While hiking the jetties to take pictures of the sunset, 2 little girls about three and five years of age ran onto the jetties which can be quite dangerous. As I turned around to take a picture, one of the little girls fell between the rocks and disappeared. Bruce and I sprinted as fast as we could to find her. We were about 30 meters away and could hear her high pitched screams. The whole beach looked on. In just seconds we got to her, Bruce pulled her up by the arm and held her as she cried at the top of her lungs, she was bruised and frightenend but OK. She had somehow fell between the rocks without any serious injuries. Her parents were nowhere in sight. We asked her sister where her parents were , she pointed to the restaurant 100 meters away on the dock. We reached her parents who didn't have a clue that their daughters had been playing on the dangerous jetties. They gave us a quick thank you as though nothing had happened. I'm guessing they were just in a bit of shock from the fact that strangers were bringing them their screaming child.

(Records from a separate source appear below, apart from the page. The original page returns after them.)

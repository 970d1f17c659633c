//! Chart assembly.
//!
//! # Responsibility
//! - Validate the raw name/date pair at the boundary.
//! - Run every calculator once and assemble one immutable chart.
//!
//! # Invariants
//! - Validation happens before any reduction; no partial chart is returned.
//! - Same name, birth date, config and reference day always yield an equal
//!   chart.

use crate::engine::challenges::challenges;
use crate::engine::config::{ConfigError, EngineConfig};
use crate::engine::cycles::{cycle_for_age, life_cycles};
use crate::engine::letters::letter_sums;
use crate::engine::personal::{
    current_personal_year, has_personal_year_started, personal_month, personal_year,
};
use crate::engine::realizations::{realization_ages, realizations, RealizationInputs};
use crate::engine::reduce::{digit_sum, reduce, reduce_sum};
use crate::model::birth_date::{BirthDate, DateError};
use crate::model::chart::NumerologyChart;
use crate::model::number::NumerologyNumber;
use crate::model::person_name::{NameError, PersonName};
use chrono::{Datelike, NaiveDate};
use std::error::Error;
use std::fmt::{Display, Formatter};

/// Chart computation failure.
#[derive(Debug, Clone, PartialEq, Eq)]
pub enum ChartError {
    InvalidDate(DateError),
    InvalidName(NameError),
    Config(ConfigError),
}

impl Display for ChartError {
    fn fmt(&self, f: &mut Formatter<'_>) -> std::fmt::Result {
        match self {
            Self::InvalidDate(err) => write!(f, "{err}"),
            Self::InvalidName(err) => write!(f, "{err}"),
            Self::Config(err) => write!(f, "{err}"),
        }
    }
}

impl Error for ChartError {
    fn source(&self) -> Option<&(dyn Error + 'static)> {
        match self {
            Self::InvalidDate(err) => Some(err),
            Self::InvalidName(err) => Some(err),
            Self::Config(err) => Some(err),
        }
    }
}

impl From<DateError> for ChartError {
    fn from(value: DateError) -> Self {
        Self::InvalidDate(value)
    }
}

impl From<NameError> for ChartError {
    fn from(value: NameError) -> Self {
        Self::InvalidName(value)
    }
}

impl From<ConfigError> for ChartError {
    fn from(value: ConfigError) -> Self {
        Self::Config(value)
    }
}

/// Destiny number: every digit of day, month and year summed, then reduced.
pub fn destiny_number(birth: &BirthDate) -> NumerologyNumber {
    reduce(digit_sum(birth.day()) + digit_sum(birth.month()) + digit_sum(birth.year_digits()))
}

/// Stateless chart calculator bound to one validated config.
#[derive(Debug, Clone, Default, PartialEq, Eq)]
pub struct NumerologyEngine {
    config: EngineConfig,
}

impl NumerologyEngine {
    /// Creates an engine after validating `config`.
    pub fn new(config: EngineConfig) -> Result<Self, ConfigError> {
        config.validate()?;
        Ok(Self { config })
    }

    pub fn config(&self) -> &EngineConfig {
        &self.config
    }

    /// Validates raw inputs and computes the chart.
    ///
    /// `birth_date` accepts `DD/MM/YYYY` or `YYYY-MM-DD`. `as_of` is the
    /// reference day for age, current cycle and personal-year window.
    ///
    /// # Errors
    /// - [`ChartError::InvalidDate`] for unparseable, impossible or future
    ///   dates.
    /// - [`ChartError::InvalidName`] for blank or letterless names.
    pub fn calculate(
        &self,
        full_name: &str,
        birth_date: &str,
        as_of: NaiveDate,
    ) -> Result<NumerologyChart, ChartError> {
        let birth = BirthDate::parse(birth_date, as_of)?;
        let name = PersonName::parse(full_name)?;
        self.assemble(&name, &birth, as_of)
    }

    /// Computes the chart from already validated inputs.
    pub fn assemble(
        &self,
        name: &PersonName,
        birth: &BirthDate,
        as_of: NaiveDate,
    ) -> Result<NumerologyChart, ChartError> {
        let sums = letter_sums(name);
        let expression = reduce(sums.all);
        let motivation = reduce(sums.vowels);
        let inner_self = reduce(sums.consonants);
        let destiny = destiny_number(birth);
        let merit = reduce_sum(motivation, destiny);

        let cycles = life_cycles(birth);
        let age = birth.age_on(as_of);
        let current_cycle = cycle_for_age(age, &self.config.cycle_boundaries);

        let realizations = realizations(
            &self.config.realization_table,
            &RealizationInputs {
                destiny,
                motivation,
                inner_self,
                expression,
                cycles,
            },
        )?;
        let realization_ages = realization_ages(
            destiny,
            self.config.first_realization_base,
            self.config.realization_span,
        );

        let personal_year_now = current_personal_year(birth, as_of);

        Ok(NumerologyChart {
            full_name: name.as_str().to_string(),
            birth_date: *birth,
            as_of,
            age,
            destiny,
            motivation,
            inner_self,
            expression,
            merit,
            challenges: challenges(birth),
            cycles,
            current_cycle,
            realizations,
            realization_ages,
            personal_year: personal_year_now,
            personal_year_started: has_personal_year_started(birth, as_of),
            personal_month: personal_month(personal_year_now, as_of.month()),
            target_year: self.config.target_year,
            target_personal_year: personal_year(
                birth.day(),
                birth.month(),
                self.config.target_year,
            ),
        })
    }
}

I have made fond memories of The Cinquterre. I don't think I will ever tire of visiting these wonderful villages. If you decide to make it to the villages, I would say come in late September or October. The crowds of tourist are gone and the locals have their village back. Even the prices go down on everything from food to boarding. One of my nicest memories was hopping a ride on a grape picker.The terraced vineyards are so steep in the villages that they must use a one-seated, one-track, motorized grape picker to reach the fruit.
Our next destination will be Tuscany. I'm looking very forward to returning to the land of Chianti, olives, sun, and hill towns.